The spiritual language

 Continuing from the last blog, I need to add that it takes time and good fortune (punya) to develop the ability to understand the spiritual language of Buddhism, especially, in regard to what it is really saying and pointing too.  It not just about words and their dictionary meaning.  A spiritual context is also present.  It also takes time to gain the ability to learn what is not a spiritual language.  Incidentally, this is where I believe the line of separation between the advanced students and the tyro is to be drawn.  The tyro has almost no understanding of spirit.

Obviously, I cannot pour into some tryo or beginner's ears the magic medicine that will give them the ability to understand the spiritual language of Buddhism.  It's not that easy.  The tyro's tendency to turn spiritual words into spiritual materialism is ever present even among veteran monks.  Even if some forward progress is made, it is short lived because of the tyro's habit of looking at life from the perspective of materialism.

It is a truism to say that those who have had real spiritual experiences are much different than the spiritual materialist—even the spiritual materialist of twenty or more years.  

Just recently, I listened to a lecture by a Malaysian Theravada monk about undermining the ego.  Of course, anyone who has tried to translate attâ or âtman into English knows that the term "ego" is a calque.  The borrowing of ego is not at all representative of attâ/âtman.  For one thing, it is loaded with too much psychological baggage.  Ego can mean reason and circumspection (Freud); something to get rid of (cultism); the organizing center of wholeness (Blanck and Blanck); the fundamental cause of fragmentation (Neo Gnostic psychology); the small self as opposed to the higher self (Jung).  The list goes on.

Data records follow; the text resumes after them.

//! Deep merging of JSON values.
//!
//! Used both for layering configuration files over default settings and for
//! layering call-site field options over form-level defaults.

use serde_json::{Map, Value};

/// Deep-merges two JSON values. The `override_val` takes precedence.
///
/// Objects are merged key by key, recursively. Any other combination
/// (including arrays) is replaced wholesale by the override.
///
/// # Examples
///
/// ```
/// use formwright_core::utils::json::deep_merge;
/// use serde_json::json;
///
/// let merged = deep_merge(json!({"a": {"x": 1, "y": 2}}), json!({"a": {"y": 3}}));
/// assert_eq!(merged, json!({"a": {"x": 1, "y": 3}}));
/// ```
pub fn deep_merge(base: Value, override_val: Value) -> Value {
    match (base, override_val) {
        (Value::Object(base_map), Value::Object(override_map)) => {
            Value::Object(deep_merge_maps(base_map, override_map))
        }
        (_, override_val) => override_val,
    }
}

/// Deep-merges two JSON maps. Keys in `overlay` win.
pub fn deep_merge_maps(mut base: Map<String, Value>, overlay: Map<String, Value>) -> Map<String, Value> {
    for (key, override_v) in overlay {
        let merged = if let Some(base_v) = base.remove(&key) {
            deep_merge(base_v, override_v)
        } else {
            override_v
        };
        base.insert(key, merged);
    }
    base
}
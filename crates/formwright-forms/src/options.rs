//! Field option maps.
//!
//! Options are JSON maps so that call sites, form-level defaults, and
//! configuration files all speak the same shape. A key set to `false` is
//! meaningful: it switches the matching wrapper component off.

use serde_json::{Map, Value};

use formwright_core::utils::json::deep_merge_maps;

/// An ordered map of field options (`as`, `collection`, `label`,
/// `input_html`, component switches, ...).
pub type Options = Map<String, Value>;

/// Builds an [`Options`] map from a `serde_json::json!` object literal.
///
/// Non-object values produce an empty map.
///
/// # Examples
///
/// ```
/// use formwright_forms::options::options;
/// use serde_json::json;
///
/// let opts = options(json!({"as": "text", "hint": false}));
/// assert_eq!(opts.len(), 2);
/// ```
pub fn options(value: Value) -> Options {
    match value {
        Value::Object(map) => map,
        _ => Options::new(),
    }
}

/// Layers call-site options over form-level defaults.
///
/// Nested maps such as `input_html` are merged key by key; on conflict the
/// call site wins.
pub fn merge_defaults(defaults: &Options, call_site: Options) -> Options {
    deep_merge_maps(defaults.clone(), call_site)
}

/// Returns `true` if `key` is explicitly set to `false`.
pub fn is_disabled(options: &Options, key: &str) -> bool {
    matches!(options.get(key), Some(Value::Bool(false)))
}

/// Returns `true` if `key` is present with a value other than `null` or `false`.
pub fn is_set(options: &Options, key: &str) -> bool {
    !matches!(options.get(key), None | Some(Value::Null | Value::Bool(false)))
}

/// Returns the string value of `key`, if it is a string.
pub fn str_option<'a>(options: &'a Options, key: &str) -> Option<&'a str> {
    options.get(key).and_then(Value::as_str)
}

/// Returns the boolean value of `key`, if it is a boolean.
pub fn bool_option(options: &Options, key: &str) -> Option<bool> {
    options.get(key).and_then(Value::as_bool)
}

/// Returns the nested map stored under `key`, if any.
pub fn map_option<'a>(options: &'a Options, key: &str) -> Option<&'a Options> {
    options.get(key).and_then(Value::as_object)
}

/// Returns the nested map stored under `key`, creating it when missing or
/// when the existing value is not a map.
pub fn map_option_mut<'a>(options: &'a mut Options, key: &str) -> &'a mut Options {
    let slot = options
        .entry(key.to_string())
        .or_insert_with(|| Value::Object(Options::new()));
    if !slot.is_object() {
        *slot = Value::Object(Options::new());
    }
    match slot {
        Value::Object(map) => map,
        _ => unreachable!("slot was just replaced by an object"),
    }
}

/// Splits a class option into individual class names.
///
/// Accepts a space-separated string or an array of strings.
pub fn class_list(value: Option<&Value>) -> Vec<String> {
    match value {
        Some(Value::String(s)) => s.split_whitespace().map(String::from).collect(),
        Some(Value::Array(items)) => items
            .iter()
            .filter_map(Value::as_str)
            .flat_map(str::split_whitespace)
            .map(String::from)
            .collect(),
        _ => Vec::new(),
    }
}

/// Renders a scalar JSON value the way it appears in a label or attribute.
pub fn display_value(value: &Value) -> String {
    match value {
        Value::String(s) => s.clone(),
        Value::Null => String::new(),
        other => other.to_string(),
    }
}
#[cfg(test)]
pub(crate) mod tests {
    use super::*;
    use crate::discovery::InputNamespace;
    use crate::model::{Capabilities, ModelSnapshot};
    use crate::options::options;
    use serde_json::json;

    pub(crate) fn context(
        object: Option<ModelSnapshot>,
        name: &str,
        input_type: &str,
        opts: Value,
    ) -> InputContext {
        let bound = object.as_ref().map(|o| BoundMetadata {
            column: o.column(name),
            capabilities: Capabilities::new(),
        });
        InputContext {
            object_name: "user".into(),
            object: object.map(|o| Arc::new(o) as Arc<dyn BoundModel>),
            field: FieldDescriptor {
                name: name.into(),
                input_type: input_type.into(),
                bound,
                options: options(opts),
                reflection: None,
            },
            settings: Arc::new(Settings::default()),
        }
    }

    fn render_control(input: &dyn Input, html5: bool) -> Control {
        let attrs = ControlAttributes {
            html5,
            ..ControlAttributes::default()
        };
        match input.render(attrs) {
            Fragment::Control(control) => control,
            other => panic!("expected a control, got {other:?}"),
        }
    }

    #[test]
    fn test_default_namespace_covers_builtin_mappings() {
        let ns = default_namespace();
        for (name, _) in BUILTIN_MAPPINGS {
            let factory = ns.lookup(name).unwrap_or_else(|| panic!("{name} missing"));
            assert_eq!(factory.namespace(), DEFAULT_NAMESPACE);
        }
        assert_eq!(ns.len(), BUILTIN_MAPPINGS.len());
    }

    #[test]
    fn test_dom_id_and_input_name() {
        let ctx = context(None, "email", "email", json!({}));
        assert_eq!(ctx.dom_id(), "user_email");
        assert_eq!(ctx.input_name(), "user[email]");

        let ctx = context(None, "tag_ids", "select", json!({"input_html": {"multiple": true}}));
        assert_eq!(ctx.input_name(), "user[tag_ids][]");
    }

    #[test]
    fn test_required_precedence() {
        let ctx = context(None, "email", "email", json!({}));
        assert!(ctx.is_required());

        let ctx = context(None, "email", "email", json!({"required": false}));
        assert!(!ctx.is_required());

        let model = ModelSnapshot::new("user")
            .validator("name", AttributeValidator::Presence { conditional: false });
        let ctx = context(Some(model.clone()), "email", "email", json!({}));
        assert!(!ctx.is_required());
        let ctx = context(Some(model), "name", "string", json!({}));
        assert!(ctx.is_required());

        let conditional = ModelSnapshot::new("user")
            .validator("name", AttributeValidator::Presence { conditional: true });
        let ctx = context(Some(conditional), "name", "string", json!({}));
        assert!(!ctx.is_required());
    }

    #[test]
    fn test_errors_include_association_errors() {
        let model = ModelSnapshot::new("post")
            .error("author_id", "is invalid")
            .error("author", "must exist");
        let ctx = context(Some(model), "author_id", "select", json!({}));
        assert_eq!(ctx.errors(), vec!["is invalid", "must exist"]);
        assert!(ctx.has_errors());
        assert!(ctx.is_validated());
    }

    #[test]
    fn test_label_text_precedence() {
        let model = ModelSnapshot::new("user").human_name("email", "E-mail address");
        let ctx = context(Some(model.clone()), "email", "email", json!({"label": "Your email"}));
        assert_eq!(ctx.label_text(), "Your email");
        let ctx = context(Some(model), "email", "email", json!({}));
        assert_eq!(ctx.label_text(), "E-mail address");
        let ctx = context(None, "first_name", "string", json!({}));
        assert_eq!(ctx.label_text(), "First name");
    }

    #[test]
    fn test_string_input_html5_types() {
        let ctx = context(None, "email", "email", json!({}));
        let control = render_control(&StringInput::new(ctx.clone()), true);
        assert_eq!(control.kind, ControlKind::Input { input_type: "email".into() });

        let control = render_control(&StringInput::new(ctx), false);
        assert_eq!(control.kind, ControlKind::Input { input_type: "text".into() });

        let ctx = context(None, "token", "uuid", json!({}));
        let control = render_control(&StringInput::new(ctx), true);
        assert_eq!(control.kind, ControlKind::Input { input_type: "text".into() });
    }

    #[test]
    fn test_password_never_echoes_value() {
        let model = ModelSnapshot::new("user").value("password", json!("hunter2"));
        let ctx = context(Some(model), "password", "password", json!({}));
        let control = render_control(&PasswordInput::new(ctx), true);
        assert!(control.value.is_none());
    }

    #[test]
    fn test_numeric_step() {
        let ctx = context(None, "age", "integer", json!({}));
        let control = render_control(&NumericInput::new(ctx), true);
        assert_eq!(control.attribute("step"), Some(&json!(1)));

        let ctx = context(None, "price", "decimal", json!({}));
        let control = render_control(&NumericInput::new(ctx), true);
        assert_eq!(control.attribute("step"), Some(&json!("any")));
        assert_eq!(control.kind, ControlKind::Input { input_type: "number".into() });
    }

    #[test]
    fn test_boolean_checked() {
        let model = ModelSnapshot::new("user").value("admin", json!(true));
        let ctx = context(Some(model), "admin", "boolean", json!({}));
        let control = render_control(&BooleanInput::new(ctx), true);
        assert_eq!(control.attribute("checked"), Some(&json!(true)));
        assert_eq!(
            control.kind,
            ControlKind::Checkbox {
                checked_value: "1".into(),
                unchecked_value: Some("0".into())
            }
        );

        let ctx = context(None, "admin", "boolean", json!({"include_hidden": false}));
        let control = render_control(&BooleanInput::new(ctx), true);
        assert!(control.attribute("checked").is_none());
        assert!(matches!(control.kind, ControlKind::Checkbox { unchecked_value: None, .. }));
    }

    #[test]
    fn test_datetime_select_or_html5() {
        let ctx = context(None, "born_on", "date", json!({}));
        let control = render_control(&DateTimeInput::new(ctx), true);
        assert_eq!(control.kind, ControlKind::DateTimeSelect { precision: "date".into() });

        let ctx = context(None, "starts_at", "datetime", json!({"html5": true}));
        let control = render_control(&DateTimeInput::new(ctx), true);
        assert_eq!(
            control.kind,
            ControlKind::Input { input_type: "datetime-local".into() }
        );
    }

    #[test]
    fn test_hidden_disables_components() {
        let ctx = context(None, "token", "hidden", json!({}));
        let input = HiddenInput::new(ctx);
        assert!(input.disabled_components().contains(&"label"));
        assert!(input.disabled_components().contains(&"error"));
        assert_eq!(render_control(&input, true).kind, ControlKind::Hidden);
    }

    #[test]
    fn test_collection_scalars_and_pairs() {
        let model = ModelSnapshot::new("user").value("role", json!("admin"));
        let ctx = context(Some(model), "role", "select", json!({"collection": ["admin", "guest"]}));
        let choices = collection_choices(&ctx);
        assert_eq!(choices.len(), 2);
        assert!(choices[0].selected);
        assert!(!choices[1].selected);

        let ctx = context(None, "level", "radio_buttons", json!({"collection": [["Low", 1], ["High", 2]]}));
        let choices = collection_choices(&ctx);
        assert_eq!(choices[1], Choice::new("High", "2"));
    }

    #[test]
    fn test_collection_records_with_detection() {
        let ctx = context(
            None,
            "author_id",
            "select",
            json!({"collection": [{"id": 7, "name": "Ada"}, {"id": 9, "title": "Grace"}], "selected": 9}),
        );
        let choices = collection_choices(&ctx);
        assert_eq!(choices[0].label, "Ada");
        assert_eq!(choices[0].value, "7");
        assert_eq!(choices[1].label, "Grace");
        assert!(choices[1].selected);
    }

    #[test]
    fn test_collection_explicit_methods() {
        let ctx = context(
            None,
            "author_id",
            "select",
            json!({"collection": [{"uid": "a1", "nick": "ada"}], "label_method": "nick", "value_method": "uid"}),
        );
        assert_eq!(collection_choices(&ctx), vec![Choice::new("ada", "a1")]);
    }

    #[test]
    fn test_boolean_collection_without_collection() {
        let ctx = context(None, "active", "radio_buttons", json!({}));
        let choices = collection_choices(&ctx);
        assert_eq!(choices, vec![Choice::new("Yes", "true"), Choice::new("No", "false")]);
    }

    #[test]
    fn test_select_include_blank_rules() {
        let ctx = context(None, "role", "select", json!({"collection": ["a"]}));
        let control = render_control(&CollectionSelectInput::new(ctx), true);
        assert!(matches!(control.kind, ControlKind::Select { include_blank: true, .. }));

        let ctx = context(None, "role", "select", json!({"collection": ["a"], "prompt": "Pick"}));
        let control = render_control(&CollectionSelectInput::new(ctx), true);
        assert!(matches!(control.kind, ControlKind::Select { include_blank: false, .. }));
    }

    #[test]
    fn test_check_boxes_submit_arrays() {
        let ctx = context(None, "roles", "check_boxes", json!({"collection": ["a", "b"]}));
        let control = render_control(&CollectionCheckBoxesInput::new(ctx), true);
        assert_eq!(control.name, "user[roles][]");
    }

    #[test]
    fn test_priority_from_settings() {
        let mut ctx = context(None, "country", "country", json!({}));
        let mut settings = Settings::default();
        settings.country_priority = vec!["DE".into(), "FR".into()];
        ctx.settings = Arc::new(settings);
        let control = render_control(&PriorityInput::new(ctx), true);
        assert_eq!(
            control.kind,
            ControlKind::PrioritySelect {
                source: "country".into(),
                priority: vec!["DE".into(), "FR".into()],
                include_blank: true,
            }
        );
    }

    #[test]
    fn test_block_input_renders_content() {
        let ctx = context(None, "bio", "text", json!({}));
        let input = BlockInput::new(ctx, "<editor/>");
        assert_eq!(
            input.render(ControlAttributes::default()),
            Fragment::Content { body: "<editor/>".into() }
        );
    }

    #[test]
    fn test_disabled_control() {
        let ctx = context(None, "email", "email", json!({"disabled": true}));
        assert!(ctx.base_classes(true).contains(&"disabled".to_string()));
        let control = render_control(&StringInput::new(ctx), true);
        assert_eq!(control.attribute("disabled"), Some(&json!(true)));
    }
}
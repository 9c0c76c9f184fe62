//! Utility functions for formwright.
//!
//! This module provides:
//! - [`text`]: String inflection helpers (humanize, camelize, singularize).
//! - [`json`]: Deep merging of JSON maps.

pub mod json;
pub mod text;
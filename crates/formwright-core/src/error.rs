//! Core error types for formwright.
//!
//! This module provides the [`FormError`] enum that covers renderer lookup
//! failures, configuration errors, wrapper lookups, and settings loading
//! failures. Every fallible operation in the workspace returns
//! [`FormResult`].

use std::fmt;

use thiserror::Error;

/// Details of a failed renderer lookup.
///
/// Carries the semantic type that could not be resolved together with every
/// namespace that was searched, in search order.
#[derive(Debug, Clone, PartialEq, Eq)]
pub struct LookupFailure {
    /// The semantic type that had no renderer.
    pub input_type: String,
    /// The conventional renderer name that was searched for.
    pub candidate: String,
    /// Namespaces attempted, in order.
    pub namespaces: Vec<String>,
}

impl LookupFailure {
    /// Creates a new `LookupFailure`.
    pub fn new(
        input_type: impl Into<String>,
        candidate: impl Into<String>,
        namespaces: Vec<String>,
    ) -> Self {
        Self {
            input_type: input_type.into(),
            candidate: candidate.into(),
            namespaces,
        }
    }
}

impl fmt::Display for LookupFailure {
    fn fmt(&self, f: &mut fmt::Formatter<'_>) -> fmt::Result {
        write!(
            f,
            "no input found for '{}' (looked for {} in: {})",
            self.input_type,
            self.candidate,
            self.namespaces.join(", ")
        )
    }
}

/// The primary error type for formwright.
///
/// None of these errors are retried: field resolution is a deterministic
/// chain over data that is already available, so every failure is fatal
/// for the field being rendered.
#[derive(Error, Debug)]
pub enum FormError {
    // ── Resolution ───────────────────────────────────────────────────

    /// No renderer exists for a resolved semantic type.
    #[error("Lookup error: {0}")]
    LookupError(LookupFailure),

    /// A wrapper was requested by name but is not registered.
    #[error("Wrapper not found: {0}")]
    WrapperNotFound(String),

    // ── Configuration ────────────────────────────────────────────────

    /// A configuration value is missing or invalid, or a helper was used
    /// in a context it does not support.
    #[error("Configuration error: {0}")]
    ConfigurationError(String),

    // ── Serialization ────────────────────────────────────────────────

    /// An error occurred during serialization or deserialization.
    #[error("Serialization error: {0}")]
    SerializationError(String),

    // ── IO ───────────────────────────────────────────────────────────

    /// An I/O error occurred.
    #[error("IO error: {0}")]
    IoError(#[from] std::io::Error),
}

impl FormError {
    /// Builds a [`FormError::LookupError`].
    pub fn lookup(
        input_type: impl Into<String>,
        candidate: impl Into<String>,
        namespaces: Vec<String>,
    ) -> Self {
        Self::LookupError(LookupFailure::new(input_type, candidate, namespaces))
    }

    /// Returns `true` for errors caused by configuration or caller misuse
    /// rather than by a missing renderer.
    pub const fn is_configuration(&self) -> bool {
        matches!(self, Self::ConfigurationError(_) | Self::WrapperNotFound(_))
    }
}

/// A convenience type alias for `Result<T, FormError>`.
pub type FormResult<T> = Result<T, FormError>;

#[cfg(test)]
mod tests {
    use super::*;

    #[test]
    fn test_lookup_error_display() {
        let err = FormError::lookup(
            "currency",
            "CurrencyInput",
            vec!["app::inputs".into(), "formwright::inputs".into()],
        );
        let msg = err.to_string();
        assert!(msg.contains("'currency'"));
        assert!(msg.contains("CurrencyInput"));
        assert!(msg.contains("app::inputs, formwright::inputs"));
    }

    #[test]
    fn test_configuration_error_display() {
        let err = FormError::ConfigurationError("association :author not found".into());
        assert_eq!(
            err.to_string(),
            "Configuration error: association :author not found"
        );
    }

    #[test]
    fn test_is_configuration() {
        assert!(FormError::ConfigurationError("x".into()).is_configuration());
        assert!(FormError::WrapperNotFound("x".into()).is_configuration());
        assert!(!FormError::lookup("x", "XInput", vec![]).is_configuration());
    }

    #[test]
    fn test_io_error_conversion() {
        let io_err = std::io::Error::new(std::io::ErrorKind::NotFound, "file missing");
        let err: FormError = io_err.into();
        assert!(err.to_string().contains("file missing"));
    }
}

The monk's lecture amounted to a huge misreading of what the Buddha meant by anattâ or no-self.  The monk was unconsciously misleading his audience.  If the monk had a real spiritual experience he would have realized, almost immediately, what anattâ is, namely, his finite psychophysical body.  From this, the belief that the self is the bad guy is ludicrous—it's wrong. It is just the opposite.  Only someone who has realized what the self is, first hand, knows exactly what the not-self (anattâ) is which has to be rejected.  By analogy, without knowledge of what gold is (that is, having seen it first hand), how can one distinguish brass or fool's gold (iron pyrite) from real gold?  

Spiritual materialists are so blind and devious that if the Buddha stood right in front of them discoursing they would not recognize him or her.  The core of the problem, surely, is a condition of spiritual blindness (avidya) if not a kind of spiritual sleep so that one lives always in dreamland.  To borrow a turn of phrase, their eyes are wide shut.

How is the spiritual materialist to be gradually weaned off of their special variety of materialism?  I don't think there is an easy answer.  I don't think the Buddha had the answer either.